Preliminary stakeholder interviews Preliminary stakeholder interviews wereconducted with program managers and frontline staff, including Aboriginal Health Workers, from QuIHN, Youth Link, and other health services such as sexual health and alcohol and other drugs services. Questions pertained to observations of how Aboriginal and Torres Strait Islander Peoples experience harm-reduction services, emerging health issues for Aboriginal and Torres Strait Islander people who inject drugs, recommendations for service design, barriers and enablers in the community that affect client engagement, and suggestions for the NSP participant surveys. These interviews informed subsequent stages of the research.
Stakeholder workshops Workshops were co-hosted by partners and stakeholders at health or community service sites after fieldwork, involving collaborative yarning activities to explore ideas and uphold ethical research governance. Preliminary findings were presented, and participants collaborated in yarning circles to interpret findings and explore ideas, using them to guide the development of harm-reduction services and policy.

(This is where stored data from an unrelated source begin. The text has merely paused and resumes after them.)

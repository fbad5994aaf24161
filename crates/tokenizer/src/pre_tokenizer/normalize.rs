//! Text normalization applied before training and encoding.
//!
//! Corpus text coming out of extraction is messy: tabs, mixed line endings,
//! runs of blank lines. [`Normalizer::clean`] collapses all of that to words
//! separated by single spaces, optionally after Unicode normalization.

use unicode_normalization::UnicodeNormalization;

/// Unicode normalization form.
#[derive(Debug, Clone, Copy, PartialEq, Eq, Default)]
pub enum NormalizationForm {
    /// Canonical composition
    NFC,
    /// Compatibility composition
    NFKC,
    /// No normalization
    #[default]
    None,
}

impl std::str::FromStr for NormalizationForm {
    type Err = String;

    fn from_str(s: &str) -> Result<Self, Self::Err> {
        match s.to_ascii_lowercase().as_str() {
            "nfc" => Ok(Self::NFC),
            "nfkc" => Ok(Self::NFKC),
            "none" => Ok(Self::None),
            other => Err(format!("unknown normalization form: {}", other)),
        }
    }
}

/// Text normalizer.
#[derive(Debug, Clone, Copy, Default)]
pub struct Normalizer {
    form: NormalizationForm,
}

impl Normalizer {
    /// Create a new normalizer.
    pub fn new(form: NormalizationForm) -> Self {
        Self { form }
    }

    /// Create an NFC normalizer.
    pub fn nfc() -> Self {
        Self::new(NormalizationForm::NFC)
    }

    /// Apply only the Unicode normalization form.
    pub fn normalize(&self, text: &str) -> String {
        match self.form {
            NormalizationForm::NFC => text.nfc().collect(),
            NormalizationForm::NFKC => text.nfkc().collect(),
            NormalizationForm::None => text.to_string(),
        }
    }

    /// Normalize, then trim and collapse every run of whitespace (spaces,
    /// tabs, CR, LF, form feed) into a single space.
    pub fn clean(&self, text: &str) -> String {
        let normalized = self.normalize(text);
        let mut out = String::with_capacity(normalized.len());
        for word in normalized.split_ascii_whitespace() {
            if !out.is_empty() {
                out.push(' ');
            }
            out.push_str(word);
        }
        out
    }

    /// Check if Unicode normalization is enabled.
    pub fn is_enabled(&self) -> bool {
        self.form != NormalizationForm::None
    }
}
//! Merge rule management for BPE.
//!
//! Merge rules are kept in rank order (the order they were learned) alongside
//! a pair -> rank index so membership checks never scan the list.

use ahash::AHashMap;
use compact_str::CompactString;
use std::fmt;

/// A single BPE symbol: a character, a merged unit, or the boundary marker.
pub type Symbol = CompactString;

/// An ordered pair of adjacent symbols.
///
/// Ordering is lexicographic on `first`, then `second`, which is the
/// tie-break order used when selecting merges.
#[derive(Debug, Clone, PartialEq, Eq, Hash, PartialOrd, Ord)]
pub struct Pair {
    pub first: Symbol,
    pub second: Symbol,
}

impl Pair {
    /// Create a new pair.
    pub fn new(first: impl Into<Symbol>, second: impl Into<Symbol>) -> Self {
        Self {
            first: first.into(),
            second: second.into(),
        }
    }

    /// The symbol produced by merging this pair.
    pub fn merged(&self) -> Symbol {
        let mut merged = CompactString::with_capacity(self.first.len() + self.second.len());
        merged.push_str(&self.first);
        merged.push_str(&self.second);
        merged
    }

    /// Check whether `(left, right)` is this pair.
    #[inline]
    pub fn matches(&self, left: &str, right: &str) -> bool {
        self.first == left && self.second == right
    }
}

impl fmt::Display for Pair {
    fn fmt(&self, f: &mut fmt::Formatter<'_>) -> fmt::Result {
        write!(f, "{} {}", self.first, self.second)
    }
}

/// A learned merge: the pair plus its rank (0 = learned first).
#[derive(Debug, Clone, PartialEq, Eq)]
pub struct MergeRule {
    pub pair: Pair,
    pub rank: u32,
}

/// Ordered collection of BPE merge rules.
///
/// Ranks are always contiguous from 0 and equal to list position; the only
/// way to add a rule is [`MergeRules::push`], which assigns the next rank.
#[derive(Debug, Clone, Default)]
pub struct MergeRules {
    /// Rules in rank order
    rules: Vec<MergeRule>,
    /// Pair -> rank
    index: AHashMap<Pair, u32>,
}

impl MergeRules {
    /// Create a new empty collection of merge rules.
    pub fn new() -> Self {
        Self::default()
    }

    /// Create a new collection with capacity.
    pub fn with_capacity(capacity: usize) -> Self {
        Self {
            rules: Vec::with_capacity(capacity),
            index: AHashMap::with_capacity(capacity),
        }
    }

    /// Largest number of rules a collection can hold; ranks are `u32`.
    pub const MAX_LEN: usize = u32::MAX as usize;

    /// Rank for the rule at `position`, if it fits below [`Self::MAX_LEN`].
    fn rank_for(position: usize) -> Option<u32> {
        if position < Self::MAX_LEN {
            u32::try_from(position).ok()
        } else {
            None
        }
    }

    /// Append a pair with the next sequential rank and return that rank.
    ///
    /// A pair that is already present keeps its first (lower) rank in the
    /// index; the list still records the duplicate so replay order matches
    /// what was learned or loaded.
    ///
    /// # Panics
    ///
    /// Panics if the collection already holds [`Self::MAX_LEN`] rules.
    pub fn push(&mut self, pair: Pair) -> u32 {
        let rank = Self::rank_for(self.rules.len())
            .unwrap_or_else(|| panic!("merge rule capacity of {} exceeded", Self::MAX_LEN));
        self.index.entry(pair.clone()).or_insert(rank);
        self.rules.push(MergeRule { pair, rank });
        rank
    }

    /// Rank of a pair, if it is a known merge.
    #[inline]
    pub fn rank_of(&self, pair: &Pair) -> Option<u32> {
        self.index.get(pair).copied()
    }

    /// Check if a pair is a known merge.
    #[inline]
    pub fn contains(&self, pair: &Pair) -> bool {
        self.index.contains_key(pair)
    }

    /// Rule at the given rank.
    #[inline]
    pub fn get(&self, rank: u32) -> Option<&MergeRule> {
        self.rules.get(rank as usize)
    }

    /// Iterate rules in ascending rank order.
    pub fn iter(&self) -> std::slice::Iter<'_, MergeRule> {
        self.rules.iter()
    }

    /// Rules in ascending rank order.
    pub fn as_slice(&self) -> &[MergeRule] {
        &self.rules
    }

    /// Get the number of merge rules.
    #[inline]
    pub fn len(&self) -> usize {
        self.rules.len()
    }

    /// Check if there are no merge rules.
    #[inline]
    pub fn is_empty(&self) -> bool {
        self.rules.is_empty()
    }

    /// Create merge rules from a list of pairs.
    ///
    /// The pairs are assigned ranks in order (0, 1, 2, ...).
    pub fn from_pairs(pairs: impl IntoIterator<Item = Pair>) -> Self {
        let mut rules = Self::new();
        for pair in pairs {
            rules.push(pair);
        }
        rules
    }
}

impl PartialEq for MergeRules {
    fn eq(&self, other: &Self) -> bool {
        self.rules == other.rules
    }
}

impl Eq for MergeRules {}

impl<'a> IntoIterator for &'a MergeRules {
    type Item = &'a MergeRule;
    type IntoIter = std::slice::Iter<'a, MergeRule>;

    fn into_iter(self) -> Self::IntoIter {
        self.rules.iter()
    }
}

impl FromIterator<Pair> for MergeRules {
    fn from_iter<I: IntoIterator<Item = Pair>>(iter: I) -> Self {
        Self::from_pairs(iter)
    }
}
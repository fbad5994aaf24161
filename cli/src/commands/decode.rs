//! Decode command implementation.

use clap::Parser;

/// Decode command arguments.
#[derive(Parser)]
pub struct DecodeCommand {
    /// Path to the trained tokenizer model directory
    #[arg(short, long)]
    pub tokenizer: String,

    /// Encoded text, one word per line as written by `encode` ("-" for stdin)
    #[arg(short, long)]
    pub input: String,

    /// Treat --input as a file path instead of literal text
    #[arg(short, long, default_value_t = false)]
    pub file: bool,
}

use super::read_input;
use anyhow::{Context, Result as AnyhowResult};
use mergetok_tokenizer::Tokenizer;
use std::path::Path;

pub fn run(cmd: DecodeCommand) -> AnyhowResult<()> {
    // Load tokenizer
    let tokenizer_path = Path::new(&cmd.tokenizer);
    let tokenizer = Tokenizer::load(tokenizer_path)
        .with_context(|| format!("failed to load model from {}", cmd.tokenizer))?;

    let encoded = if cmd.file || cmd.input == "-" {
        read_input(&cmd.input)?
    } else {
        cmd.input.clone()
    };

    // Each line holds the symbols of exactly one word
    let groups: Vec<&str> = encoded
        .lines()
        .map(str::trim)
        .filter(|line| !line.is_empty())
        .collect();

    println!("{}", tokenizer.decode_text(&groups));

    Ok(())
}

BBV, blood-borne virus. NSP, needle and syringe program. QuIHN, Queensland Injectors Health Network.

Data analysis

Analysis of meeting notes, stakeholder feedback from fieldwork activities, correspondence with research partners, and stakeholder interviews was informed by reflexive thematic analysis6,20, which involves the researchers’ interpretive analysis of the data and their reflective and thoughtful engagement with the analytic process. The process of theme development was flexible and organic, did not involve codebook development, and evolved throughout the analytical process20. Themes were produced by organising codes around core commonalities that the researcher interpreted from the data20. Throughout the analysis, we engaged in iterative reflection, challenging initial interpretations and seeking alternative explanations, and obtained feedback from colleagues to gain diverse perspectives, including Aboriginal co-authors.

Ethics approval

This study is part of a project funded by the Sexual Health Ministerial Advisory Committee Research Fund. Ethical approval for this project was obtained on 12 August 2021 from the University of Queensland Human Research Ethics Committee (approval number: 2021/HE000742).

Results

Three major themes emerged following reflexive analysis: equal research partnerships, collaborative stakeholder engagement and recruitment, and capacity building. We drew on the CONSIDER statement to critically assess these fundamental aspects of the project’s research design and processes.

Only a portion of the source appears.